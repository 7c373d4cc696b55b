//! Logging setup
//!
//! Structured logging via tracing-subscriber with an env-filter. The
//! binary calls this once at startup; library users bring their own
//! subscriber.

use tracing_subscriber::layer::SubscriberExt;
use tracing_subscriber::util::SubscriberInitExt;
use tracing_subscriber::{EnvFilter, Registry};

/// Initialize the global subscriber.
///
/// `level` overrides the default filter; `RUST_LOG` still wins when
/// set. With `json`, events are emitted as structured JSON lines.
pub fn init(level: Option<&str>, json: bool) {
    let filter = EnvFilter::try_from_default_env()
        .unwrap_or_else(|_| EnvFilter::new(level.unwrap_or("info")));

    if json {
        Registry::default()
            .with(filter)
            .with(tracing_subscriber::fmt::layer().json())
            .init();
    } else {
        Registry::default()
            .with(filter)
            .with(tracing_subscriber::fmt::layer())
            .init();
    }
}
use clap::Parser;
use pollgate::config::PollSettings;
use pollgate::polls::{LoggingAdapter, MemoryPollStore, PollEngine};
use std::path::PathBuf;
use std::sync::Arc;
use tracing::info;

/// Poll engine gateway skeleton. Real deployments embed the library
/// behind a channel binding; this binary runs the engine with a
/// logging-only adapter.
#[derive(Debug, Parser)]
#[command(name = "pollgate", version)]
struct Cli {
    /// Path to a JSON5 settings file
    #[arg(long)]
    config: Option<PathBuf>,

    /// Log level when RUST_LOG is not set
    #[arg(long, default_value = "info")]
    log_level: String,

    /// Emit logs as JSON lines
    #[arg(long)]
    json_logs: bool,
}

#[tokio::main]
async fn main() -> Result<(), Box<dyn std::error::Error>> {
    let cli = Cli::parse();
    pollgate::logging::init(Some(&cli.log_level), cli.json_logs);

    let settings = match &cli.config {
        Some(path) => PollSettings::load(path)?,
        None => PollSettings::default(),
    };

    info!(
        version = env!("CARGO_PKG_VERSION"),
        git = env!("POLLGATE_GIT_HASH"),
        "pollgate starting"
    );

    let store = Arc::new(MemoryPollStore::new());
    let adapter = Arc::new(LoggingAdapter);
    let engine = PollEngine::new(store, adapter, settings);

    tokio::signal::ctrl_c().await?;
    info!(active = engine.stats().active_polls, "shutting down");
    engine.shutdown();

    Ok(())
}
_____
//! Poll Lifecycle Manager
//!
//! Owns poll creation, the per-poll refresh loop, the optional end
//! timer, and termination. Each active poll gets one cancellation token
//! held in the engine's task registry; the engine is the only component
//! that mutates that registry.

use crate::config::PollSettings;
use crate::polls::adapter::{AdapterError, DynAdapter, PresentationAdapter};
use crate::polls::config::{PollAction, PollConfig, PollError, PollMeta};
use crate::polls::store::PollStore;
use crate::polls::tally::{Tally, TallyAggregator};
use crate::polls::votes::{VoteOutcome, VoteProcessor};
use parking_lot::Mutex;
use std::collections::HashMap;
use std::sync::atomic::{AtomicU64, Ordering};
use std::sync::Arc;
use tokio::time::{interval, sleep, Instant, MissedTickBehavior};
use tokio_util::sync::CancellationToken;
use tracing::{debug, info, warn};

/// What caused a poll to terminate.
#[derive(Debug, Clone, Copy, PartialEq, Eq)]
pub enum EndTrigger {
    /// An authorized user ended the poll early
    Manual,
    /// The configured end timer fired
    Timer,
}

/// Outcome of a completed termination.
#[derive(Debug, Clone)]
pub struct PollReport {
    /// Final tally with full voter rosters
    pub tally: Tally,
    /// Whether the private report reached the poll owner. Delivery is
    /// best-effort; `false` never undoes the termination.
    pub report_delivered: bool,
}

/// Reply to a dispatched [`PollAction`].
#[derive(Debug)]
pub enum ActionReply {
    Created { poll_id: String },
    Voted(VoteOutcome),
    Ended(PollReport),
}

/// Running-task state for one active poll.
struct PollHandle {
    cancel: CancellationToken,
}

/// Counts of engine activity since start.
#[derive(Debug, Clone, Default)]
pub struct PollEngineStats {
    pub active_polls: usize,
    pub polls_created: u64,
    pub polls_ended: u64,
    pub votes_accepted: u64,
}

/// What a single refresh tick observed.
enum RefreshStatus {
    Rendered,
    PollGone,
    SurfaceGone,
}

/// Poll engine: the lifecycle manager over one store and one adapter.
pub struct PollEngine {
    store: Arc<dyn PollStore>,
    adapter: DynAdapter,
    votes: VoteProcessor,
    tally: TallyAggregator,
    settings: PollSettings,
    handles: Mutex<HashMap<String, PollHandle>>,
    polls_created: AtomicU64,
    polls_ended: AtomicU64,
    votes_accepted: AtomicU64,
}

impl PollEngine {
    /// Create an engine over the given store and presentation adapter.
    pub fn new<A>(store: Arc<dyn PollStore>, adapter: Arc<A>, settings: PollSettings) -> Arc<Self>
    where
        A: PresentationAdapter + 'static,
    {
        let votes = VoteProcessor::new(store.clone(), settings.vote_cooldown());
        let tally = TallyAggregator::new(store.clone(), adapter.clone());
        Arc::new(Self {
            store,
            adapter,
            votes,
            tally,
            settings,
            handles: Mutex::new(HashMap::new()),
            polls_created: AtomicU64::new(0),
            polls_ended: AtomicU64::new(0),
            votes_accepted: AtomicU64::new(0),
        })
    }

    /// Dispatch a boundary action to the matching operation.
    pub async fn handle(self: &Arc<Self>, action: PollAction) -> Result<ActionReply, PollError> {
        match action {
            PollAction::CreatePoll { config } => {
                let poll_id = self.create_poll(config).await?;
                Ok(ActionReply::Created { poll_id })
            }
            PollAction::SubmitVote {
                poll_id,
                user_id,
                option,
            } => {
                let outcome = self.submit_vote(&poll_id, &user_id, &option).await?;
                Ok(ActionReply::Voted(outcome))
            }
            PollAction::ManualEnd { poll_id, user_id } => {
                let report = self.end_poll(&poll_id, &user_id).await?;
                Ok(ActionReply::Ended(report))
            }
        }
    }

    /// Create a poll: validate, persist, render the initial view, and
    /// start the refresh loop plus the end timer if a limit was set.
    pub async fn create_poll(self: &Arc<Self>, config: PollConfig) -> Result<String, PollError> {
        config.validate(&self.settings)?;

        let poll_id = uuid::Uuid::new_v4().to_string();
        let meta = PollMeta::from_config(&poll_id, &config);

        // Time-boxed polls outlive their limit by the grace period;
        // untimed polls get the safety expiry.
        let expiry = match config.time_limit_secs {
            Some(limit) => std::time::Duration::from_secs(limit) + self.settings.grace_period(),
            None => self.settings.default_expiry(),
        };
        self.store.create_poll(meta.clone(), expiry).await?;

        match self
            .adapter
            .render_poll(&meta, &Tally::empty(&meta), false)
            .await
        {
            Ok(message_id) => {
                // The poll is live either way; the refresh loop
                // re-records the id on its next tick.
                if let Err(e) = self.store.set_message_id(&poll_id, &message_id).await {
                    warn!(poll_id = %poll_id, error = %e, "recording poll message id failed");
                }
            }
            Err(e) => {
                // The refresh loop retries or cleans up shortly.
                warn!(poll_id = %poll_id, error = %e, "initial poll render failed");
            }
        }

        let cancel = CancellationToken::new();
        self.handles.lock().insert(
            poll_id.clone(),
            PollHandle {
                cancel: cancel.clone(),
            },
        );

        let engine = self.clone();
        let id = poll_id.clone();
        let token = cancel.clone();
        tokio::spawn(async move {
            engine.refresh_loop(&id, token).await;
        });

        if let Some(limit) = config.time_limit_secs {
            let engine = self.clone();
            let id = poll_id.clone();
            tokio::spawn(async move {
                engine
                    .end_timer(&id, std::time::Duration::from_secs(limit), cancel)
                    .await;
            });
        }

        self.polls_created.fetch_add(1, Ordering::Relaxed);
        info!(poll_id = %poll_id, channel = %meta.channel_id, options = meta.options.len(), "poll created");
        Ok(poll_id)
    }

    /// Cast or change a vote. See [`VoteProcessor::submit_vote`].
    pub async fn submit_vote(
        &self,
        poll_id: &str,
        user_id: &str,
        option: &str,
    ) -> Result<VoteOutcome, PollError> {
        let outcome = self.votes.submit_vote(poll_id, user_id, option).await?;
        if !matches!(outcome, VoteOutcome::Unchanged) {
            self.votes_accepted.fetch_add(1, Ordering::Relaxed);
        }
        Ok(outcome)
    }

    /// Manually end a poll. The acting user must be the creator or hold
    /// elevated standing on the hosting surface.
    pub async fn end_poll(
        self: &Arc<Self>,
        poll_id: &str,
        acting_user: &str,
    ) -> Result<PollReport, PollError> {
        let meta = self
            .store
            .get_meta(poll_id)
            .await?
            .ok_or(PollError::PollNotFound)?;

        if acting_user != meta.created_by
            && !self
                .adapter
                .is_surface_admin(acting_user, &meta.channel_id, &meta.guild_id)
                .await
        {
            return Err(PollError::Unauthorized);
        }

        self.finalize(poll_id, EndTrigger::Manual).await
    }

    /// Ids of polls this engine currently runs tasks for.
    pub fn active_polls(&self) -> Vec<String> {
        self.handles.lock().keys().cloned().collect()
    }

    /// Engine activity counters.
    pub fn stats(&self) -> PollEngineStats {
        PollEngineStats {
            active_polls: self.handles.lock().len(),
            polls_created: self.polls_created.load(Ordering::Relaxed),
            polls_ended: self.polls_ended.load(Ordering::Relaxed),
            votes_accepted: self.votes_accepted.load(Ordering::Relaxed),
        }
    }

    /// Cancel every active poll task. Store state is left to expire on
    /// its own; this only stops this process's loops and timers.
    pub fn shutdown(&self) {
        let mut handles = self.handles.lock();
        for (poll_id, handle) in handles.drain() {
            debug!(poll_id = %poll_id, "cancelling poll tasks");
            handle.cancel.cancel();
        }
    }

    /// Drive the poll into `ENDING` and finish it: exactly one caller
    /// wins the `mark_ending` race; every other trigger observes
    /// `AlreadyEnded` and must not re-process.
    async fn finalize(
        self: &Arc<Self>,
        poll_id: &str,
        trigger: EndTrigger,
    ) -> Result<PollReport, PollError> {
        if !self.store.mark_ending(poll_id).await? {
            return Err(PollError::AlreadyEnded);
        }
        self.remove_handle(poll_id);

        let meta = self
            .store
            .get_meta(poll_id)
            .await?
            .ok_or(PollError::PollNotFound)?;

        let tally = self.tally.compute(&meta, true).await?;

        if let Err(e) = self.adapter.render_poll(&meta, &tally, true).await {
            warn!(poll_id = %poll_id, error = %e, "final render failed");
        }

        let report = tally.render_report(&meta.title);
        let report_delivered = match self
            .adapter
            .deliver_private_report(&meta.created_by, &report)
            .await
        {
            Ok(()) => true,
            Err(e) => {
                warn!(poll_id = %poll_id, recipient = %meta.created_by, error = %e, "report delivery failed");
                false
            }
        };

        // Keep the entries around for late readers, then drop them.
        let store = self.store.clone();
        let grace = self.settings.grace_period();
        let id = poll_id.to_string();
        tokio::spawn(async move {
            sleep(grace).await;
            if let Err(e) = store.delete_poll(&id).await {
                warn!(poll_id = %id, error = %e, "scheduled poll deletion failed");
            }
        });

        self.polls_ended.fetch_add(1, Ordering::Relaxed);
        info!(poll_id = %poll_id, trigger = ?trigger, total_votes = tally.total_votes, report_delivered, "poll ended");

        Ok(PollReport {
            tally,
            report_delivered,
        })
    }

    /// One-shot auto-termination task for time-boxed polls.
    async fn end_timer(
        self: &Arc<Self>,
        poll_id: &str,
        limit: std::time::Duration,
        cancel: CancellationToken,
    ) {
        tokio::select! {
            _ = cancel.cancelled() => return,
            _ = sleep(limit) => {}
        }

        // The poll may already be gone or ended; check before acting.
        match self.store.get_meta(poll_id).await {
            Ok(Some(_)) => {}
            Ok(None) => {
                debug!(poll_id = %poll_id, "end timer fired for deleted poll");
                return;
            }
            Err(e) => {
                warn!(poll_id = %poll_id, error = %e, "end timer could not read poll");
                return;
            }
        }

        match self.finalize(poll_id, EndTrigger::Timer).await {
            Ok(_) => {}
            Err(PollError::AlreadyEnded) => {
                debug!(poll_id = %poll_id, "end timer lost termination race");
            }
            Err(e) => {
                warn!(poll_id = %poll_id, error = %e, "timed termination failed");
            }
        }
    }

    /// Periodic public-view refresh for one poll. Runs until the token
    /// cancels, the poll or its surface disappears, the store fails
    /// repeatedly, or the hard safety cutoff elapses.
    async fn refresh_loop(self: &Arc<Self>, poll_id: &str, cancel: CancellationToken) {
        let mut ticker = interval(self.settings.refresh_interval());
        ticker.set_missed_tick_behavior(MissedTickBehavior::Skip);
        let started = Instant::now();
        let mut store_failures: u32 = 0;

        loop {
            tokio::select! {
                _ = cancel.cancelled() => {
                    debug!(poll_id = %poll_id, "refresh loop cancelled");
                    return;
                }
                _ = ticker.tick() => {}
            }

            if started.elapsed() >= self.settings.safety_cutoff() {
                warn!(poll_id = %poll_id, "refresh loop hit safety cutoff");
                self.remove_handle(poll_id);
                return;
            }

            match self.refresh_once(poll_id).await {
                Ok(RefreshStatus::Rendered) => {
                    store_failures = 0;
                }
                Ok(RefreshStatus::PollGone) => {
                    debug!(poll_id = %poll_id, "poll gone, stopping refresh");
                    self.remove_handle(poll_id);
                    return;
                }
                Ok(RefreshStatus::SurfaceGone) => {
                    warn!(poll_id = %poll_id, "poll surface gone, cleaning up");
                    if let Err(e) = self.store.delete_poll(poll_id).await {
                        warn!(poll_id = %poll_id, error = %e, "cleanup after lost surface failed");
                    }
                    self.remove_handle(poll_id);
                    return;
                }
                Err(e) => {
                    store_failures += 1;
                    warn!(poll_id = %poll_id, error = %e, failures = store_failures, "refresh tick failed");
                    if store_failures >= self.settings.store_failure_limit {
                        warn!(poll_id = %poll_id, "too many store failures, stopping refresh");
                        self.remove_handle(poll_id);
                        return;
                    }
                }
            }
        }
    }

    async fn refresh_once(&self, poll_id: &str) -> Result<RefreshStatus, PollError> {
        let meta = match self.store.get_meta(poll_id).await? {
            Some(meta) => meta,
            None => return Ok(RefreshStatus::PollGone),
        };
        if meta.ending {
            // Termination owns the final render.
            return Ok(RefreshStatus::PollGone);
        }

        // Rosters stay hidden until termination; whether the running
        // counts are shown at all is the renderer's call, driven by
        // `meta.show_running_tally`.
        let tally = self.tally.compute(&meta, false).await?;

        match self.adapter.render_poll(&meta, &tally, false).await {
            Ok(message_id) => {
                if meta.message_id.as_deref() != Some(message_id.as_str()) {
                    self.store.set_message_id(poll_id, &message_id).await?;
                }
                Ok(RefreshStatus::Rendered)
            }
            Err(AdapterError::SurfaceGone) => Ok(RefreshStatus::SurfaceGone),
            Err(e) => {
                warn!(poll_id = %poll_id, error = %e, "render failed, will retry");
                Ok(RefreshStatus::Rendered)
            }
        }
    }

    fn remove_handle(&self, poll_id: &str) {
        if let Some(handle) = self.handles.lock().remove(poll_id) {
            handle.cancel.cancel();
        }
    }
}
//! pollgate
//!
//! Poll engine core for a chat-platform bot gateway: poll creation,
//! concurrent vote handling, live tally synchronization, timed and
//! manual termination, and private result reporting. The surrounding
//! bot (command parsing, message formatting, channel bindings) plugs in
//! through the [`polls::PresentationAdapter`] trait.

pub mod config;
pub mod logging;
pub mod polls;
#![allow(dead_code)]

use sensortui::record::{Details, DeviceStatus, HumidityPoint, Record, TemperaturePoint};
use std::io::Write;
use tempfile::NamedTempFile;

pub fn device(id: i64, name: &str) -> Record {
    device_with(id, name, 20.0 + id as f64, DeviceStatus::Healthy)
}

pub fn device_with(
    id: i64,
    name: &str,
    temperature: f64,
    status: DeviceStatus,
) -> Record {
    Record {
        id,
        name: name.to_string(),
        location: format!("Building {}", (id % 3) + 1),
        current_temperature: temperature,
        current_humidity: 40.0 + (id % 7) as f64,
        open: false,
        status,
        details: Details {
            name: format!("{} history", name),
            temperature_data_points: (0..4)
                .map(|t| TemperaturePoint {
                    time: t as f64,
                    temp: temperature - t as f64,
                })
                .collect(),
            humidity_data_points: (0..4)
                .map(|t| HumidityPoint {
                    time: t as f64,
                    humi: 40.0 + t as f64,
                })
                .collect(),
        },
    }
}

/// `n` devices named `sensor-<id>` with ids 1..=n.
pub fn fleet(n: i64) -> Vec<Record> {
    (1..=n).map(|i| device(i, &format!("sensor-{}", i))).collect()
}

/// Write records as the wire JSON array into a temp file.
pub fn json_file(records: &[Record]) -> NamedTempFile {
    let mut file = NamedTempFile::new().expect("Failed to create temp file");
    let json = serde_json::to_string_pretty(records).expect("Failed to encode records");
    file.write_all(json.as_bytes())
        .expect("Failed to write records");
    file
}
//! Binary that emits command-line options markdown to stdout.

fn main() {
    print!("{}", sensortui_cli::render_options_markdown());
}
_____
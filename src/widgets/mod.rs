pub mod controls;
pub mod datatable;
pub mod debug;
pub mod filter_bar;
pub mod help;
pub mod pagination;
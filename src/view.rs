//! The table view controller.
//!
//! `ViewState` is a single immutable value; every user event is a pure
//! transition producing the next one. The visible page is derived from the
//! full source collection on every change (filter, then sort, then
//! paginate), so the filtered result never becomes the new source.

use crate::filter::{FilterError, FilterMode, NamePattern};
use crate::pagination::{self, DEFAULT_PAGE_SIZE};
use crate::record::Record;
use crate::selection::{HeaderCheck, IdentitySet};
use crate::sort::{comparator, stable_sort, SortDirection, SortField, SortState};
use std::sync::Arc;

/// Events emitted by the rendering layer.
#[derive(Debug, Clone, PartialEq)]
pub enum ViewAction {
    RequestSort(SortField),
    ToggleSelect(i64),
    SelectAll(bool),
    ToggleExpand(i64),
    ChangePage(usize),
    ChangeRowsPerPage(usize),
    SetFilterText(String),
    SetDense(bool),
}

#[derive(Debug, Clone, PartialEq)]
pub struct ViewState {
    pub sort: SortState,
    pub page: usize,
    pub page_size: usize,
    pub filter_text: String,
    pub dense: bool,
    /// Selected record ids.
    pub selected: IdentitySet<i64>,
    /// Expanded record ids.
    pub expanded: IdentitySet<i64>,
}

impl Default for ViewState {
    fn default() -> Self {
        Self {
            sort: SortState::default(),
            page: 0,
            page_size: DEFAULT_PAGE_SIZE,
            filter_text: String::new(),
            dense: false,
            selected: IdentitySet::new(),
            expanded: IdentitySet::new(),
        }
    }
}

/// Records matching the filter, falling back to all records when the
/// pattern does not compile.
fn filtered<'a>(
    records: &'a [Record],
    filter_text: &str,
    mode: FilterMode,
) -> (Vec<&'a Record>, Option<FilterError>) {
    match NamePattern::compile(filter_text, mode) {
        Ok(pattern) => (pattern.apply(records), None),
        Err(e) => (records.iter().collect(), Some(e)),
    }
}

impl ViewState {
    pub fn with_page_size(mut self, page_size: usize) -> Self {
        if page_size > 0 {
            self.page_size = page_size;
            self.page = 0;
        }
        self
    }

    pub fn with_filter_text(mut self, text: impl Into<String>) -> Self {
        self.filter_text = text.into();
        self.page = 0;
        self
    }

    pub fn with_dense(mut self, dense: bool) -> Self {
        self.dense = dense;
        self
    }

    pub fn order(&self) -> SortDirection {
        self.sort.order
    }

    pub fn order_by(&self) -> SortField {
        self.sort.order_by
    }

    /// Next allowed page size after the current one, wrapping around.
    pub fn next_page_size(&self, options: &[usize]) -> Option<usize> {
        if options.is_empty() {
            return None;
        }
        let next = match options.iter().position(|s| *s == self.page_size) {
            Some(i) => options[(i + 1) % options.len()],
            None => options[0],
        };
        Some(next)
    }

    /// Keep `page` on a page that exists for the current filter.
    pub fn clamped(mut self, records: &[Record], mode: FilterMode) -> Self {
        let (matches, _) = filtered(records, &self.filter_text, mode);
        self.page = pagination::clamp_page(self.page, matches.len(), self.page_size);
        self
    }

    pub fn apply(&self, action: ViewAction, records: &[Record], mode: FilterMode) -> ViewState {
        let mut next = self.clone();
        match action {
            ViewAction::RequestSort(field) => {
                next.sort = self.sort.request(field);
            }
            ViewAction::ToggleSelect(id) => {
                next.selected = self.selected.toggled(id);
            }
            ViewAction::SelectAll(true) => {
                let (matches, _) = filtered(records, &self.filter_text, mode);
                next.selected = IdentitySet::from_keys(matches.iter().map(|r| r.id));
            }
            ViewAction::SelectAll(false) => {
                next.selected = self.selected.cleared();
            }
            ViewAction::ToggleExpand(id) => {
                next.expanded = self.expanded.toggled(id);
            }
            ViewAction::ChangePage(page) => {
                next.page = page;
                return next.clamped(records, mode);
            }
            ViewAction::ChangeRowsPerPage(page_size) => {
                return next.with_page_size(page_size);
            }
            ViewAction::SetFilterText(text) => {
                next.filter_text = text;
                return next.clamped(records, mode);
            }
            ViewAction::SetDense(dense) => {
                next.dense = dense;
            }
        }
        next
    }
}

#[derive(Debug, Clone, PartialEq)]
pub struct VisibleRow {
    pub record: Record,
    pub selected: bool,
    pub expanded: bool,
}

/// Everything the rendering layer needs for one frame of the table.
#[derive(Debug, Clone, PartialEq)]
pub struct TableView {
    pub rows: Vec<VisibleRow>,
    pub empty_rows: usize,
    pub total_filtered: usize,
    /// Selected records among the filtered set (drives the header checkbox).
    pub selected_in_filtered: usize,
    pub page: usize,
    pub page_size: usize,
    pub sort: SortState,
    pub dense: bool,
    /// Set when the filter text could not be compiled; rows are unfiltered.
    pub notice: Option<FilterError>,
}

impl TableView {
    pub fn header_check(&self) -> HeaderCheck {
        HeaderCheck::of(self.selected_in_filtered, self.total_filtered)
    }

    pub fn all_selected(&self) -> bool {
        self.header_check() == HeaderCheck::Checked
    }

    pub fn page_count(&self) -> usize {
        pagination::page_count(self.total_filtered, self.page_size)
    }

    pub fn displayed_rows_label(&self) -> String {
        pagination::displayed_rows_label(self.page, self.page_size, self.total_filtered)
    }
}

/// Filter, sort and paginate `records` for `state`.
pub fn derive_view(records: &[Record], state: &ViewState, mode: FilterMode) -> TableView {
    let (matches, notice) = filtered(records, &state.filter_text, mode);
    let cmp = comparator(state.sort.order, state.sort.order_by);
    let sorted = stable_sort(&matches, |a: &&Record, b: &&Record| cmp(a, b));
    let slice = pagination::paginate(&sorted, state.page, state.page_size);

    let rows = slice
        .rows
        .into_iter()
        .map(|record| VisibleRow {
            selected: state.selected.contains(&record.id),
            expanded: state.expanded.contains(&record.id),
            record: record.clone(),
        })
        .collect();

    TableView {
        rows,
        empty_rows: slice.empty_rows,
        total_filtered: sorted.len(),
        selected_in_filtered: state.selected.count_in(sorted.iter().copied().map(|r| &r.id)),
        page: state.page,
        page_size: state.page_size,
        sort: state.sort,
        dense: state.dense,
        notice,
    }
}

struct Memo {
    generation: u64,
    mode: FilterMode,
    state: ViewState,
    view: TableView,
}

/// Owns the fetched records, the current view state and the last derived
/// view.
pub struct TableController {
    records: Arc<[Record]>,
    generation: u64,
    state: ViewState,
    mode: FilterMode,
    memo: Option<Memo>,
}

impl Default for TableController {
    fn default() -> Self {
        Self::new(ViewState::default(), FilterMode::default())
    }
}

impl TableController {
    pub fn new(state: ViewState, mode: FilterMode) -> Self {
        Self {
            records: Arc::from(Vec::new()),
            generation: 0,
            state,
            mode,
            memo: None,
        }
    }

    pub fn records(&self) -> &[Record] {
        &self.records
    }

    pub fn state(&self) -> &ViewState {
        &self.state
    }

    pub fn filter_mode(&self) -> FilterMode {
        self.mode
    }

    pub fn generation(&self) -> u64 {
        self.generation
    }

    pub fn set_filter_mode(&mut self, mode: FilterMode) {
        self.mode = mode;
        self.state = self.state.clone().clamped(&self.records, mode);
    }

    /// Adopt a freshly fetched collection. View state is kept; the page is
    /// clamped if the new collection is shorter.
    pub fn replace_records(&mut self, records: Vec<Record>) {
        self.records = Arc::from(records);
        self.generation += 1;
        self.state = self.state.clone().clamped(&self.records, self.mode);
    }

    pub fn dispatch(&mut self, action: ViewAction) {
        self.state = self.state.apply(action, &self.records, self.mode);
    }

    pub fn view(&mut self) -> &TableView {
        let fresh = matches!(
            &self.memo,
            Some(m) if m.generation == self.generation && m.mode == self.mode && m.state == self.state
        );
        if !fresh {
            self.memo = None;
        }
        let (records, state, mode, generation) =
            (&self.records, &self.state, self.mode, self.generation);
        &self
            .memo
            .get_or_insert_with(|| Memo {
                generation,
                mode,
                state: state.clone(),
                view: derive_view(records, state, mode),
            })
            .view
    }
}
_____
GOAL OF THE EXERCISE: From the records above, extract exactly and only the lines that begin at the line with "repository 7c373d4cc696b55b" and stop after the line with "let cli = Cli::parse();".

ANSWER SECTION:
repository 7c373d4cc696b55b
//! Logging setup
//!
//! Structured logging via tracing-subscriber with an env-filter. The
//! binary calls this once at startup; library users bring their own
//! subscriber.

use tracing_subscriber::layer::SubscriberExt;
use tracing_subscriber::util::SubscriberInitExt;
use tracing_subscriber::{EnvFilter, Registry};

/// Initialize the global subscriber.
///
/// `level` overrides the default filter; `RUST_LOG` still wins when
/// set. With `json`, events are emitted as structured JSON lines.
pub fn init(level: Option<&str>, json: bool) {
    let filter = EnvFilter::try_from_default_env()
        .unwrap_or_else(|_| EnvFilter::new(level.unwrap_or("info")));

    if json {
        Registry::default()
            .with(filter)
            .with(tracing_subscriber::fmt::layer().json())
            .init();
    } else {
        Registry::default()
            .with(filter)
            .with(tracing_subscriber::fmt::layer())
            .init();
    }
}
use clap::Parser;
use pollgate::config::PollSettings;
use pollgate::polls::{LoggingAdapter, MemoryPollStore, PollEngine};
use std::path::PathBuf;
use std::sync::Arc;
use tracing::info;

/// Poll engine gateway skeleton. Real deployments embed the library
/// behind a channel binding; this binary runs the engine with a
/// logging-only adapter.
#[derive(Debug, Parser)]
#[command(name = "pollgate", version)]
struct Cli {
    /// Path to a JSON5 settings file
    #[arg(long)]
    config: Option<PathBuf>,

    /// Log level when RUST_LOG is not set
    #[arg(long, default_value = "info")]
    log_level: String,

    /// Emit logs as JSON lines
    #[arg(long)]
    json_logs: bool,
}

#[tokio::main]
async fn main() -> Result<(), Box<dyn std::error::Error>> {
    let cli = Cli::parse();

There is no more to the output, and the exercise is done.